On 02/28/2012 07:30 PM, Andrew Stitcher wrote:
On Tue, 2012-02-28 at 19:08 +0000, Gordon Sim wrote:
On 02/28/2012 06:00 PM, Andrew Stitcher wrote:
I have attached a simplification of this proposal which I believe
encapsulates most of the ways it improves on the original design
Could you elaborate on those improvements?
Functionally it remains similar to the original interface In that the
operations are asynchronous and complete with a callback.
However this proposal is much simpler in detail, in that the proposed
interface is very nearly all the detail you need to specify here.
You mean that in place of an opcode with a description of which data
fields are valid/optional/invalid you have an explicit method call that
lists the valid and optional ones?
I think you could do the same by a discriminated union of different op
structs. I think choosing between those approaches largely comes down to
personal preference, and the difference is not that great.
I myself like a slightly looser interface (any errors in use would be
easily discovered and almost as easily prevented by simple comments in
the interface). It seems to me to be a bit more evolveable (e.g.
hypothetically if you want to start supporting transactional queue
creation/deletion or if you want to add the ability to update a config
entity).
It gets a little more complex if you specify a hierarchy or Handle
classes (which I think is probably a good idea actually)
I agree.
Another simplification is that it uses a single result callback for each
operation - success and failure being distinguished by the type of the
result, and left up to the broker to arrange (probably by having a
virtual method in the AsyncResult class, but this interface does not
need to care).
I agree that having just the one callback might not be to everyone's
taste, but I was consciously trying to pare the interface down to bare
essentials - and I think there is no loss of functionality here.

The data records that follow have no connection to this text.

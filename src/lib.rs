//! Dimmer: dark-mode decisions for web pages.
//!
//! The crate decides whether a rendered page is already dark, recolors
//! light pages with a fixed rule table, and tracks per-tab stylesheet state
//! across browser events.
//!
//! # Quick start
//!
//! ```no_run
//! use dimmer::classifier::{PageContext, Thresholds};
//! use dimmer::dom::{Document, NodeId};
//!
//! # fn example() -> Result<(), dimmer::error::SnapshotError> {
//! let doc = Document::load(std::path::Path::new("page.json"))?;
//! let mut page = PageContext::<NodeId>::new(Thresholds::default());
//! println!("dark: {}", page.report(&doc).page_is_dark);
//! # Ok(())
//! # }
//! ```

pub mod classifier;
pub mod color;
pub mod config;
pub mod coordinator;
pub mod dom;
pub mod error;
pub mod locator;
pub mod logging;
pub mod recolor;
#[cfg(test)]
pub mod testsupport;
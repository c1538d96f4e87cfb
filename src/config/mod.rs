//! Configuration loading from TOML files and environment variables.
//!
//! Precedence (highest wins):
//! 1. Environment variables (`DIMMER_LOG_LEVEL`, `DIMMER_STYLESHEET`)
//! 2. TOML file given via `--config`
//! 3. `./dimmer.toml`
//! 4. `$XDG_CONFIG_HOME/dimmer/dimmer.toml` (or `~/.config/dimmer/dimmer.toml`)
//! 5. Built-in defaults

mod defaults;
mod loader;
mod sources;
mod types;

pub use loader::{load_config, validate, LoadedConfig};
pub use sources::{config_root_dir, ConfigSource};
pub use types::{ClassifierConfig, Config, CoordinatorConfig};
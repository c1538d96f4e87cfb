//! Config-file source discovery.
//!
//! Source order: explicit path > local file > global file > built-in
//! defaults.

use std::fmt;
use std::path::{Path, PathBuf};

use crate::error::ConfigError;

use super::defaults::{CONFIG_DIR_NAME, CONFIG_FILE_NAME};

#[derive(Debug, Clone, PartialEq, Eq)]
pub enum ConfigSource {
    /// Config loaded from explicit `--config` path.
    Explicit(PathBuf),
    /// Config loaded from `./dimmer.toml`.
    Local,
    /// Config loaded from `<config root>/dimmer/dimmer.toml`.
    Global(PathBuf),
    /// No file found; defaults were used.
    BuiltInDefaults,
}

impl fmt::Display for ConfigSource {
    fn fmt(&self, f: &mut fmt::Formatter<'_>) -> fmt::Result {
        match self {
            Self::Explicit(path) | Self::Global(path) => write!(f, "{}", path.display()),
            Self::Local => f.write_str(CONFIG_FILE_NAME),
            Self::BuiltInDefaults => f.write_str("built-in defaults"),
        }
    }
}

/// Read config text from the highest-precedence available source.
///
/// A missing explicit path is an error; missing implicit files fall through.
pub(super) fn read_config_text_with_sources<FRead, FRoot>(
    path_override: Option<&Path>,
    read_file: &FRead,
    config_root: &FRoot,
) -> Result<(String, ConfigSource), ConfigError>
where
    FRead: Fn(&Path) -> Result<String, std::io::Error>,
    FRoot: Fn() -> Option<PathBuf>,
{
    if let Some(path) = path_override {
        let text = read_file(path)?;
        return Ok((text, ConfigSource::Explicit(path.to_path_buf())));
    }

    if let Ok(text) = read_file(Path::new(CONFIG_FILE_NAME)) {
        return Ok((text, ConfigSource::Local));
    }
    if let Some(dir) = config_root() {
        let global = dir.join(CONFIG_DIR_NAME).join(CONFIG_FILE_NAME);
        if let Ok(text) = read_file(&global) {
            return Ok((text, ConfigSource::Global(global)));
        }
    }

    Ok((String::new(), ConfigSource::BuiltInDefaults))
}

/// `$XDG_CONFIG_HOME`, falling back to `~/.config` and the platform config dir.
pub fn config_root_dir() -> Option<PathBuf> {
    if let Ok(path) = std::env::var("XDG_CONFIG_HOME") {
        let trimmed = path.trim();
        if !trimmed.is_empty() {
            return Some(PathBuf::from(trimmed));
        }
    }
    dirs::home_dir()
        .map(|home| home.join(".config"))
        .or_else(dirs::config_dir)
}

I'm fairly neutral on one callback with success/failure indication
versus two separate callbacks. (One use case where separate callbacks is
marginally simpler might be where you don't care about successful
completion, but do need to handle failure).
What I do think is important is that the broker can easily get specific
context passed back in some way. I don't see how your design would allow
this but as you note below that may simply be because I don't understand
how you intend the ResultFactory and BrokerContext to be used.
This proposal has all the same async functions as before and I think all
the same Handle classes too, it's just shorter and simpler and I think
pretty much the same to implement as before.
I don't think it is noticeably shorter. Whether it is simpler is I think
again a matter of personal preference.
What would createDataHandle() actually do in general? What about
createFlushHandle()?
(I prefer createMessageHandle() to createEnqueueHandle() - seems more
consistent with the others and more intuitive).
Note I missed passing in the ResultFactory to the StoreAsyncInterface so
it's not clear in the sketch how the store knows how to create those
broker side objects.
How would that work? How do I set up a callback for completion of my
enqueue request for example that allows me to easily determine what
message it refers to and how to handle the completion?